Return the records in full, exactly as given.

-----

//! Lookup completions and their effect on address records

use crate::addr::{AddressFamily, AddressRecord, Destination};
use std::net::IpAddr;
use tracing::{info, warn};

/// Identifies one lookup on the resolver channel
pub type LookupId = u64;

/// Outcome of a single lookup
#[derive(Debug, Clone, PartialEq, Eq)]
pub enum LookupStatus {
    /// Addresses found. The receiver must copy them; the buffer stays with
    /// the completion.
    Resolved {
        addresses: Vec<IpAddr>,
        family: AddressFamily,
    },
    /// Nameserver refused the connection
    Refused,
    /// No answer in time
    Timeout,
    /// Cancelled by a channel teardown
    Cancelled,
    /// Channel went away before this completion was consumed
    Destroyed,
    /// Any other failure (no such name, malformed answer, ...)
    Failed(String),
}

impl LookupStatus {
    pub fn is_transient(&self) -> bool {
        matches!(
            self,
            LookupStatus::Refused | LookupStatus::Timeout | LookupStatus::Cancelled
        )
    }
}

/// A finished lookup, as delivered to the event loop
#[derive(Debug, Clone, PartialEq, Eq)]
pub struct Completion {
    pub id: LookupId,
    pub destination: Destination,
    pub status: LookupStatus,
}

/// What a completion did to its record
#[derive(Debug, Clone, Copy, PartialEq, Eq)]
pub enum CompletionEffect {
    /// Record now holds this many addresses
    Resolved(usize),
    /// Refused, timed out or cancelled; a retry is pending
    Transient,
    /// Stale completion from a torn-down channel
    Destroyed,
    /// Nothing changed
    Unhandled,
}

/// Sticky retry signal plus a count of transient failures.
///
/// The flag stays set until the control loop consumes it with
/// [`RetryState::take_pending`]. The counter runs until the next successful
/// resolution.
#[derive(Debug, Clone, Default, PartialEq, Eq)]
pub struct RetryState {
    pending: bool,
    count: u64,
}

impl RetryState {
    pub fn new() -> Self {
        Self::default()
    }

    pub fn record_transient(&mut self) {
        self.pending = true;
        self.count += 1;
    }

    pub fn is_pending(&self) -> bool {
        self.pending
    }

    /// Transient failures since the last successful resolution
    pub fn count(&self) -> u64 {
        self.count
    }

    /// Consume the retry flag
    pub fn take_pending(&mut self) -> bool {
        std::mem::take(&mut self.pending)
    }

    fn reset_count(&mut self) {
        self.count = 0;
    }
}

/// Apply a lookup status to the record it was issued for
pub fn apply_completion(
    record: &mut AddressRecord,
    status: &LookupStatus,
    retry: &mut RetryState,
) -> CompletionEffect {
    let dest = record.destination();

    match status {
        LookupStatus::Resolved { addresses, family } if !addresses.is_empty() => {
            info!(
                "{}: got {} {} address(es) for {}",
                dest,
                addresses.len(),
                family,
                record.hostname
            );
            for (i, addr) in addresses.iter().enumerate() {
                info!("{}: addr{}: {}", dest, i, addr);
            }
            record.populate(addresses, *family);
            retry.reset_count();
            CompletionEffect::Resolved(addresses.len())
        }
        LookupStatus::Resolved { .. } => {
            info!("{}: lookup returned no addresses", dest);
            CompletionEffect::Unhandled
        }
        LookupStatus::Destroyed => {
            info!("{}: resolver channel was destroyed", dest);
            CompletionEffect::Destroyed
        }
        LookupStatus::Refused | LookupStatus::Timeout | LookupStatus::Cancelled => {
            retry.record_transient();
            warn!(
                "{}: transient resolution failure ({:?}), retry count {}",
                dest,
                status,
                retry.count()
            );
            CompletionEffect::Transient
        }
        LookupStatus::Failed(reason) => {
            info!("{}: didn't get address: {}", dest, reason);
            CompletionEffect::Unhandled
        }
    }
}

#[cfg(test)]
mod tests {
    use super::*;
    use std::net::{Ipv4Addr, Ipv6Addr};

    fn record() -> AddressRecord {
        AddressRecord::from_resource(Destination::Redirector, "ssl:r.example.com:443")
    }

    #[test]
    fn test_resolved_populates_record() {
        let mut rec = record();
        let mut retry = RetryState::new();
        retry.record_transient();

        let mut addresses = vec![
            IpAddr::V4(Ipv4Addr::new(10, 0, 0, 1)),
            IpAddr::V4(Ipv4Addr::new(10, 0, 0, 2)),
            IpAddr::V4(Ipv4Addr::new(10, 0, 0, 3)),
        ];
        let status = LookupStatus::Resolved {
            addresses: addresses.clone(),
            family: AddressFamily::Ipv4,
        };

        let effect = apply_completion(&mut rec, &status, &mut retry);
        assert_eq!(effect, CompletionEffect::Resolved(3));
        assert!(rec.is_resolved());
        assert_eq!(rec.cursor(), 0);
        assert_eq!(rec.addresses().len(), 3);
        assert_eq!(retry.count(), 0);

        // the completion's buffer is not shared with the record
        drop(status);
        addresses[0] = IpAddr::V6(Ipv6Addr::LOCALHOST);
        assert_eq!(rec.current(), Some(IpAddr::V4(Ipv4Addr::new(10, 0, 0, 1))));
    }

    #[test]
    fn test_timeout_records_retry() {
        let mut rec = record();
        let mut retry = RetryState::new();

        let effect = apply_completion(&mut rec, &LookupStatus::Timeout, &mut retry);
        assert_eq!(effect, CompletionEffect::Transient);
        assert!(!rec.is_resolved());
        assert!(retry.is_pending());
        assert_eq!(retry.count(), 1);
    }

    #[test]
    fn test_transient_statuses() {
        let mut rec = record();
        let mut retry = RetryState::new();

        for status in [LookupStatus::Refused, LookupStatus::Cancelled, LookupStatus::Timeout] {
            assert!(status.is_transient());
            apply_completion(&mut rec, &status, &mut retry);
        }
        assert_eq!(retry.count(), 3);

        assert!(retry.take_pending());
        assert!(!retry.take_pending());
        assert_eq!(retry.count(), 3);
    }

    #[test]
    fn test_destroyed_and_failed_change_nothing() {
        let mut rec = record();
        let mut retry = RetryState::new();

        let effect = apply_completion(&mut rec, &LookupStatus::Destroyed, &mut retry);
        assert_eq!(effect, CompletionEffect::Destroyed);

        let effect = apply_completion(
            &mut rec,
            &LookupStatus::Failed("NXDOMAIN".into()),
            &mut retry,
        );
        assert_eq!(effect, CompletionEffect::Unhandled);

        assert!(!rec.is_resolved());
        assert!(rec.addresses().is_empty());
        assert_eq!(retry, RetryState::new());
    }

    #[test]
    fn test_empty_resolution_is_unhandled() {
        let mut rec = record();
        let mut retry = RetryState::new();
        let status = LookupStatus::Resolved {
            addresses: Vec::new(),
            family: AddressFamily::Ipv4,
        };

        assert_eq!(
            apply_completion(&mut rec, &status, &mut retry),
            CompletionEffect::Unhandled
        );
        assert!(!rec.is_resolved());
    }
}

-----

Exercise response:
//! Lookup completions and their effect on address records

use crate::addr::{AddressFamily, AddressRecord, Destination};
use std::net::IpAddr;
use tracing::{info, warn};

/// Identifies one lookup on the resolver channel
pub type LookupId = u64;

/// Outcome of a single lookup
#[derive(Debug, Clone, PartialEq, Eq)]
pub enum LookupStatus {
    /// Addresses found. The receiver must copy them; the buffer stays with
    /// the completion.
    Resolved {
        addresses: Vec<IpAddr>,
        family: AddressFamily,
    },
    /// Nameserver refused the connection
    Refused,
    /// No answer in time
    Timeout,
    /// Cancelled by a channel teardown
    Cancelled,
    /// Channel went away before this completion was consumed
    Destroyed,
    /// Any other failure (no such name, malformed answer, ...)
    Failed(String),
}

impl LookupStatus {
    pub fn is_transient(&self) -> bool {
        matches!(
            self,
            LookupStatus::Refused | LookupStatus::Timeout | LookupStatus::Cancelled
        )
    }
}

/// A finished lookup, as delivered to the event loop
#[derive(Debug, Clone, PartialEq, Eq)]
pub struct Completion {
    pub id: LookupId,
    pub destination: Destination,
    pub status: LookupStatus,
}

/// What a completion did to its record
#[derive(Debug, Clone, Copy, PartialEq, Eq)]
pub enum CompletionEffect {
    /// Record now holds this many addresses
    Resolved(usize),
    /// Refused, timed out or cancelled; a retry is pending
    Transient,
    /// Stale completion from a torn-down channel
    Destroyed,
    /// Nothing changed
    Unhandled,
}

/// Sticky retry signal plus a count of transient failures.
///
/// The flag stays set until the control loop consumes it with
/// [`RetryState::take_pending`]. The counter runs until the next successful
/// resolution.
#[derive(Debug, Clone, Default, PartialEq, Eq)]
pub struct RetryState {
    pending: bool,
    count: u64,
}

impl RetryState {
    pub fn new() -> Self {
        Self::default()
    }

    pub fn record_transient(&mut self) {
        self.pending = true;
        self.count += 1;
    }

    pub fn is_pending(&self) -> bool {
        self.pending
    }

    /// Transient failures since the last successful resolution
    pub fn count(&self) -> u64 {
        self.count
    }

    /// Consume the retry flag
    pub fn take_pending(&mut self) -> bool {
        std::mem::take(&mut self.pending)
    }

    fn reset_count(&mut self) {
        self.count = 0;
    }
}

/// Apply a lookup status to the record it was issued for
pub fn apply_completion(
    record: &mut AddressRecord,
    status: &LookupStatus,
    retry: &mut RetryState,
) -> CompletionEffect {
    let dest = record.destination();

    match status {
        LookupStatus::Resolved { addresses, family } if !addresses.is_empty() => {
            info!(
                "{}: got {} {} address(es) for {}",
                dest,
                addresses.len(),
                family,
                record.hostname
            );
            for (i, addr) in addresses.iter().enumerate() {
                info!("{}: addr{}: {}", dest, i, addr);
            }
            record.populate(addresses, *family);
            retry.reset_count();
            CompletionEffect::Resolved(addresses.len())
        }
        LookupStatus::Resolved { .. } => {
            info!("{}: lookup returned no addresses", dest);
            CompletionEffect::Unhandled
        }
        LookupStatus::Destroyed => {
            info!("{}: resolver channel was destroyed", dest);
            CompletionEffect::Destroyed
        }
        LookupStatus::Refused | LookupStatus::Timeout | LookupStatus::Cancelled => {
            retry.record_transient();
            warn!(
                "{}: transient resolution failure ({:?}), retry count {}",
                dest,
                status,
                retry.count()
            );
            CompletionEffect::Transient
        }
        LookupStatus::Failed(reason) => {
            info!("{}: didn't get address: {}", dest, reason);
            CompletionEffect::Unhandled
        }
    }
}

#[cfg(test)]
mod tests {
    use super::*;
    use std::net::{Ipv4Addr, Ipv6Addr};

    fn record() -> AddressRecord {
        AddressRecord::from_resource(Destination::Redirector, "ssl:r.example.com:443")
    }

    #[test]
    fn test_resolved_populates_record() {
        let mut rec = record();
        let mut retry = RetryState::new();
        retry.record_transient();

        let mut addresses = vec![
            IpAddr::V4(Ipv4Addr::new(10, 0, 0, 1)),
            IpAddr::V4(Ipv4Addr::new(10, 0, 0, 2)),
            IpAddr::V4(Ipv4Addr::new(10, 0, 0, 3)),
        ];
        let status = LookupStatus::Resolved {
            addresses: addresses.clone(),
            family: AddressFamily::Ipv4,
        };

        let effect = apply_completion(&mut rec, &status, &mut retry);
        assert_eq!(effect, CompletionEffect::Resolved(3));
        assert!(rec.is_resolved());
        assert_eq!(rec.cursor(), 0);
        assert_eq!(rec.addresses().len(), 3);
        assert_eq!(retry.count(), 0);

        // the completion's buffer is not shared with the record
        drop(status);
        addresses[0] = IpAddr::V6(Ipv6Addr::LOCALHOST);
        assert_eq!(rec.current(), Some(IpAddr::V4(Ipv4Addr::new(10, 0, 0, 1))));
    }

    #[test]
    fn test_timeout_records_retry() {
        let mut rec = record();
        let mut retry = RetryState::new();

        let effect = apply_completion(&mut rec, &LookupStatus::Timeout, &mut retry);
        assert_eq!(effect, CompletionEffect::Transient);
        assert!(!rec.is_resolved());
        assert!(retry.is_pending());
        assert_eq!(retry.count(), 1);
    }

    #[test]
    fn test_transient_statuses() {
        let mut rec = record();
        let mut retry = RetryState::new();

        for status in [LookupStatus::Refused, LookupStatus::Cancelled, LookupStatus::Timeout] {
            assert!(status.is_transient());
            apply_completion(&mut rec, &status, &mut retry);
        }
        assert_eq!(retry.count(), 3);

        assert!(retry.take_pending());
        assert!(!retry.take_pending());
        assert_eq!(retry.count(), 3);
    }

    #[test]
    fn test_destroyed_and_failed_change_nothing() {
        let mut rec = record();
        let mut retry = RetryState::new();

        let effect = apply_completion(&mut rec, &LookupStatus::Destroyed, &mut retry);
        assert_eq!(effect, CompletionEffect::Destroyed);

        let effect = apply_completion(
            &mut rec,
            &LookupStatus::Failed("NXDOMAIN".into()),
            &mut retry,
        );
        assert_eq!(effect, CompletionEffect::Unhandled);

        assert!(!rec.is_resolved());
        assert!(rec.addresses().is_empty());
        assert_eq!(retry, RetryState::new());
    }

    #[test]
    fn test_empty_resolution_is_unhandled() {
        let mut rec = record();
        let mut retry = RetryState::new();
        let status = LookupStatus::Resolved {
            addresses: Vec::new(),
            family: AddressFamily::Ipv4,
        };

        assert_eq!(
            apply_completion(&mut rec, &status, &mut retry),
            CompletionEffect::Unhandled
        );
        assert!(!rec.is_resolved());
    }
}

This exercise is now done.